------ Data section

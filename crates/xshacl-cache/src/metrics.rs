//! Prometheus metrics for the explanation cache
//!
//! - `xshacl_cache_lookups_total` (counter) - lookups by result (hit, miss, coalesced)
//! - `xshacl_cache_generations_total` (counter) - generator calls by result
//! - `xshacl_cache_generation_duration_seconds` (histogram) - generator latency
//! - `xshacl_cache_store_errors_total` (counter) - store failures by operation
//! - `xshacl_cache_inflight_generations` (gauge) - generator calls in progress

use prometheus::{CounterVec, Gauge, Histogram, HistogramOpts, Opts, Registry};
use std::sync::Arc;
use std::time::Instant;
use thiserror::Error;

const NAMESPACE: &str = "xshacl_cache";

/// Metrics setup errors
#[derive(Error, Debug)]
pub enum MetricsError {
    #[error("Metrics error: {0}")]
    Prometheus(#[from] prometheus::Error),

    #[error("Metrics encoding error: {0}")]
    Encoding(String),
}

/// Cache metrics
#[derive(Clone)]
pub struct CacheMetrics {
    lookups_total: CounterVec,
    generations_total: CounterVec,
    generation_duration_seconds: Histogram,
    store_errors_total: CounterVec,
    inflight_generations: Gauge,
}

impl CacheMetrics {
    /// Create the metrics and register them with `registry`
    pub fn new(registry: &Registry) -> Result<Self, MetricsError> {
        let lookups_total = CounterVec::new(
            Opts::new("lookups_total", "Explanation lookups by result").namespace(NAMESPACE),
            &["result"],
        )?;

        let generations_total = CounterVec::new(
            Opts::new("generations_total", "Generator invocations by result").namespace(NAMESPACE),
            &["result"],
        )?;

        let generation_duration_seconds = Histogram::with_opts(
            HistogramOpts::new(
                "generation_duration_seconds",
                "Generator call duration in seconds",
            )
            .namespace(NAMESPACE)
            .buckets(vec![0.05, 0.1, 0.25, 0.5, 1.0, 2.5, 5.0, 10.0, 30.0, 60.0]),
        )?;

        let store_errors_total = CounterVec::new(
            Opts::new("store_errors_total", "Store failures by operation").namespace(NAMESPACE),
            &["operation"],
        )?;

        let inflight_generations = Gauge::with_opts(
            Opts::new("inflight_generations", "Generator calls currently in progress")
                .namespace(NAMESPACE),
        )?;

        registry.register(Box::new(lookups_total.clone()))?;
        registry.register(Box::new(generations_total.clone()))?;
        registry.register(Box::new(generation_duration_seconds.clone()))?;
        registry.register(Box::new(store_errors_total.clone()))?;
        registry.register(Box::new(inflight_generations.clone()))?;

        Ok(Self {
            lookups_total,
            generations_total,
            generation_duration_seconds,
            store_errors_total,
            inflight_generations,
        })
    }

    pub fn record_hit(&self) {
        self.lookups_total.with_label_values(&["hit"]).inc();
    }

    pub fn record_miss(&self) {
        self.lookups_total.with_label_values(&["miss"]).inc();
    }

    pub fn record_coalesced(&self) {
        self.lookups_total.with_label_values(&["coalesced"]).inc();
    }

    pub fn record_generation(&self, success: bool) {
        let result = if success { "success" } else { "failure" };
        self.generations_total.with_label_values(&[result]).inc();
    }

    /// Record a store failure for `read`, `write` or `relation`
    pub fn record_store_error(&self, operation: &str) {
        self.store_errors_total.with_label_values(&[operation]).inc();
    }

    pub fn lookups(&self, result: &str) -> u64 {
        self.lookups_total.with_label_values(&[result]).get() as u64
    }

    pub fn generations(&self, result: &str) -> u64 {
        self.generations_total.with_label_values(&[result]).get() as u64
    }

    pub fn store_errors(&self, operation: &str) -> u64 {
        self.store_errors_total.with_label_values(&[operation]).get() as u64
    }

    /// Start a generation timer (records duration and in-flight count on drop)
    pub fn start_generation(&self) -> GenerationTimer<'_> {
        self.inflight_generations.inc();
        GenerationTimer {
            start: Instant::now(),
            metrics: self,
        }
    }
}

/// RAII guard for timing generator calls
pub struct GenerationTimer<'a> {
    start: Instant,
    metrics: &'a CacheMetrics,
}

impl GenerationTimer<'_> {
    pub fn elapsed_secs(&self) -> f64 {
        self.start.elapsed().as_secs_f64()
    }
}

impl Drop for GenerationTimer<'_> {
    fn drop(&mut self) {
        self.metrics
            .generation_duration_seconds
            .observe(self.start.elapsed().as_secs_f64());
        self.metrics.inflight_generations.dec();
    }
}

/// Registry owning the cache metrics
pub struct CacheMetricsRegistry {
    registry: Arc<Registry>,
    cache: CacheMetrics,
}

impl CacheMetricsRegistry {
    /// Create a new metrics registry
    pub fn new() -> Result<Self, MetricsError> {
        Self::with_registry(Arc::new(Registry::new()))
    }

    /// Create with an existing Prometheus registry
    pub fn with_registry(registry: Arc<Registry>) -> Result<Self, MetricsError> {
        let cache = CacheMetrics::new(&registry)?;
        Ok(Self { registry, cache })
    }

    pub fn registry(&self) -> Arc<Registry> {
        Arc::clone(&self.registry)
    }

    pub fn cache(&self) -> &CacheMetrics {
        &self.cache
    }

    /// Gather all metrics in Prometheus format
    pub fn gather(&self) -> Vec<prometheus::proto::MetricFamily> {
        self.registry.gather()
    }

    /// Encode metrics as text for scraping
    pub fn encode_text(&self) -> Result<String, MetricsError> {
        use prometheus::Encoder;
        let encoder = prometheus::TextEncoder::new();
        let mut buffer = Vec::new();
        encoder
            .encode(&self.gather(), &mut buffer)
            .map_err(|e| MetricsError::Encoding(e.to_string()))?;
        String::from_utf8(buffer).map_err(|e| MetricsError::Encoding(e.to_string()))
    }
}

#[cfg(test)]
mod tests {
    use super::*;

    #[test]
    fn test_lookup_counters() {
        let registry = CacheMetricsRegistry::new().unwrap();
        let metrics = registry.cache();
        metrics.record_hit();
        metrics.record_hit();
        metrics.record_miss();
        metrics.record_coalesced();

        assert_eq!(metrics.lookups("hit"), 2);
        assert_eq!(metrics.lookups("miss"), 1);
        assert_eq!(metrics.lookups("coalesced"), 1);
    }

    #[test]
    fn test_generation_timer_tracks_inflight() {
        let registry = CacheMetricsRegistry::new().unwrap();
        let metrics = registry.cache();
        {
            let _timer = metrics.start_generation();
            assert_eq!(metrics.inflight_generations.get(), 1.0);
        }
        assert_eq!(metrics.inflight_generations.get(), 0.0);
        assert_eq!(metrics.generation_duration_seconds.get_sample_count(), 1);
    }

    #[test]
    fn test_encode_text() {
        let registry = CacheMetricsRegistry::new().unwrap();
        registry.cache().record_generation(true);
        registry.cache().record_store_error("write");

        let text = registry.encode_text().unwrap();
        assert!(text.contains("xshacl_cache_generations_total{result=\"success\"} 1"));
        assert!(text.contains("xshacl_cache_store_errors_total{operation=\"write\"} 1"));
    }

    #[test]
    fn test_duplicate_registration_fails() {
        let registry = Registry::new();
        CacheMetrics::new(&registry).unwrap();
        assert!(CacheMetrics::new(&registry).is_err());
    }
}
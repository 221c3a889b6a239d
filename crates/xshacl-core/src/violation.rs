//! Violation records produced by the external SHACL validator
//!
//! A [`ViolationRecord`] is the normalized form of one `sh:ValidationResult`.
//! It is owned by the caller for the duration of one explanation request;
//! only the signature and justification tree derived from it are persisted.

use serde::{Deserialize, Serialize};
use std::collections::BTreeMap;
use std::fmt;

use crate::error::{ExplainError, Result};
use crate::vocab::local_name;

/// Identifier of an RDF node: an IRI or a blank node id (`_:b0`)
pub type NodeId = String;

/// Category of a SHACL constraint violation
#[derive(Debug, Clone, Copy, Default, PartialEq, Eq, PartialOrd, Ord, Hash, Serialize, Deserialize)]
#[serde(rename_all = "kebab-case")]
pub enum ViolationType {
    /// minCount, maxCount, qualified value shape counts
    Cardinality,
    /// datatype, class, nodeKind
    ValueType,
    /// min/max inclusive/exclusive, min/max length
    ValueRange,
    /// pattern
    Pattern,
    /// equals, disjoint, lessThan, lessThanOrEquals
    PropertyPair,
    /// and, or, not, xone
    Logical,
    /// sh:sparql constraints
    SparqlBased,
    /// Anything else
    #[default]
    Other,
}

impl ViolationType {
    /// Stable textual form, also used in signature serialization
    pub fn as_str(&self) -> &'static str {
        match self {
            ViolationType::Cardinality => "cardinality",
            ViolationType::ValueType => "value-type",
            ViolationType::ValueRange => "value-range",
            ViolationType::Pattern => "pattern",
            ViolationType::PropertyPair => "property-pair",
            ViolationType::Logical => "logical",
            ViolationType::SparqlBased => "sparql-based",
            ViolationType::Other => "other",
        }
    }

    /// Classify a constraint component IRI (e.g. `sh:MinCountConstraintComponent`)
    pub fn from_constraint_component(constraint_id: &str) -> Self {
        let name = local_name(constraint_id);
        let name = name.strip_suffix("ConstraintComponent").unwrap_or(name);

        match name {
            "MinCount" | "MaxCount" | "QualifiedMinCount" | "QualifiedMaxCount" => {
                ViolationType::Cardinality
            }
            "Datatype" | "Class" | "NodeKind" => ViolationType::ValueType,
            "MinExclusive" | "MinInclusive" | "MaxExclusive" | "MaxInclusive" | "MinLength"
            | "MaxLength" => ViolationType::ValueRange,
            "Pattern" => ViolationType::Pattern,
            "Equals" | "Disjoint" | "LessThan" | "LessThanOrEquals" => ViolationType::PropertyPair,
            "Not" | "And" | "Or" | "Xone" => ViolationType::Logical,
            "SPARQL" | "Sparql" => ViolationType::SparqlBased,
            _ => ViolationType::Other,
        }
    }
}

impl fmt::Display for ViolationType {
    fn fmt(&self, f: &mut fmt::Formatter<'_>) -> fmt::Result {
        f.write_str(self.as_str())
    }
}

impl std::str::FromStr for ViolationType {
    type Err = String;

    fn from_str(s: &str) -> std::result::Result<Self, Self::Err> {
        match s.trim().to_lowercase().replace('_', "-").as_str() {
            "cardinality" => Ok(ViolationType::Cardinality),
            "value-type" => Ok(ViolationType::ValueType),
            "value-range" => Ok(ViolationType::ValueRange),
            "pattern" => Ok(ViolationType::Pattern),
            "property-pair" => Ok(ViolationType::PropertyPair),
            "logical" => Ok(ViolationType::Logical),
            "sparql-based" | "sparql" => Ok(ViolationType::SparqlBased),
            "other" => Ok(ViolationType::Other),
            other => Err(format!("Unknown violation type: {}", other)),
        }
    }
}

/// Severity of a validation result
#[derive(Debug, Clone, Copy, Default, PartialEq, Eq, PartialOrd, Ord, Hash, Serialize, Deserialize)]
#[serde(rename_all = "lowercase")]
pub enum Severity {
    Info,
    Warning,
    #[default]
    Violation,
}

impl Severity {
    /// Parse `sh:Violation`, a full SHACL IRI, or a bare name
    pub fn parse(value: &str) -> Option<Self> {
        match local_name(value).to_lowercase().as_str() {
            "violation" => Some(Severity::Violation),
            "warning" => Some(Severity::Warning),
            "info" => Some(Severity::Info),
            _ => None,
        }
    }
}

impl fmt::Display for Severity {
    fn fmt(&self, f: &mut fmt::Formatter<'_>) -> fmt::Result {
        match self {
            Severity::Info => write!(f, "info"),
            Severity::Warning => write!(f, "warning"),
            Severity::Violation => write!(f, "violation"),
        }
    }
}

/// One detected constraint failure
#[derive(Debug, Clone, PartialEq, Serialize, Deserialize)]
#[serde(rename_all = "camelCase")]
pub struct ViolationRecord {
    /// The node that failed validation
    #[serde(default)]
    pub focus_node: NodeId,
    /// The shape the node was validated against
    #[serde(default)]
    pub shape_id: NodeId,
    /// The constraint component that failed
    #[serde(default)]
    pub constraint_id: String,
    /// Category of the violation
    #[serde(default)]
    pub violation_type: ViolationType,
    /// Property path, absent for node-level constraints
    #[serde(default, skip_serializing_if = "Option::is_none")]
    pub property_path: Option<String>,
    /// Offending value, if any
    #[serde(default, skip_serializing_if = "Option::is_none")]
    pub value: Option<String>,
    /// Validator message
    #[serde(default, skip_serializing_if = "Option::is_none")]
    pub message: Option<String>,
    #[serde(default)]
    pub severity: Severity,
    /// Auxiliary key-values, such as constraint parameters
    #[serde(default, skip_serializing_if = "BTreeMap::is_empty")]
    pub context: BTreeMap<String, serde_json::Value>,
}

impl ViolationRecord {
    /// Create a record, classifying the violation type from the constraint component
    pub fn new(
        focus_node: impl Into<NodeId>,
        shape_id: impl Into<NodeId>,
        constraint_id: impl Into<String>,
    ) -> Self {
        let constraint_id = constraint_id.into();
        Self {
            focus_node: focus_node.into(),
            shape_id: shape_id.into(),
            violation_type: ViolationType::from_constraint_component(&constraint_id),
            constraint_id,
            property_path: None,
            value: None,
            message: None,
            severity: Severity::Violation,
            context: BTreeMap::new(),
        }
    }

    pub fn with_path(mut self, path: impl Into<String>) -> Self {
        self.property_path = Some(path.into());
        self
    }

    pub fn with_value(mut self, value: impl Into<String>) -> Self {
        self.value = Some(value.into());
        self
    }

    pub fn with_message(mut self, message: impl Into<String>) -> Self {
        self.message = Some(message.into());
        self
    }

    pub fn with_severity(mut self, severity: Severity) -> Self {
        self.severity = severity;
        self
    }

    pub fn with_violation_type(mut self, violation_type: ViolationType) -> Self {
        self.violation_type = violation_type;
        self
    }

    /// Add an auxiliary context entry
    pub fn with_context(mut self, key: impl Into<String>, value: serde_json::Value) -> Self {
        self.context.insert(key.into(), value);
        self
    }

    /// Check the fields canonicalization depends on
    pub fn validate(&self) -> Result<()> {
        if self.shape_id.trim().is_empty() {
            return Err(ExplainError::invalid_record("shapeId is missing"));
        }
        if self.constraint_id.trim().is_empty() {
            return Err(ExplainError::invalid_record("constraintId is missing"));
        }
        Ok(())
    }

    /// Property path with blank strings treated as absent
    pub fn path(&self) -> Option<&str> {
        self.property_path
            .as_deref()
            .map(str::trim)
            .filter(|p| !p.is_empty())
    }

    /// Local name of the constraint component without the `ConstraintComponent` suffix
    pub fn component_name(&self) -> &str {
        let name = local_name(&self.constraint_id);
        name.strip_suffix("ConstraintComponent").unwrap_or(name)
    }
}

------------

■ Assignment
Exactly repeat the lines running from the top of the listing to the line bearing "calls in progress", both of those lines included, and only them.

■ Task answer
filename crates/xshacl-cache/src/metrics.rs
//! Prometheus metrics for the explanation cache
//!
//! - `xshacl_cache_lookups_total` (counter) - lookups by result (hit, miss, coalesced)
//! - `xshacl_cache_generations_total` (counter) - generator calls by result
//! - `xshacl_cache_generation_duration_seconds` (histogram) - generator latency
//! - `xshacl_cache_store_errors_total` (counter) - store failures by operation
//! - `xshacl_cache_inflight_generations` (gauge) - generator calls in progress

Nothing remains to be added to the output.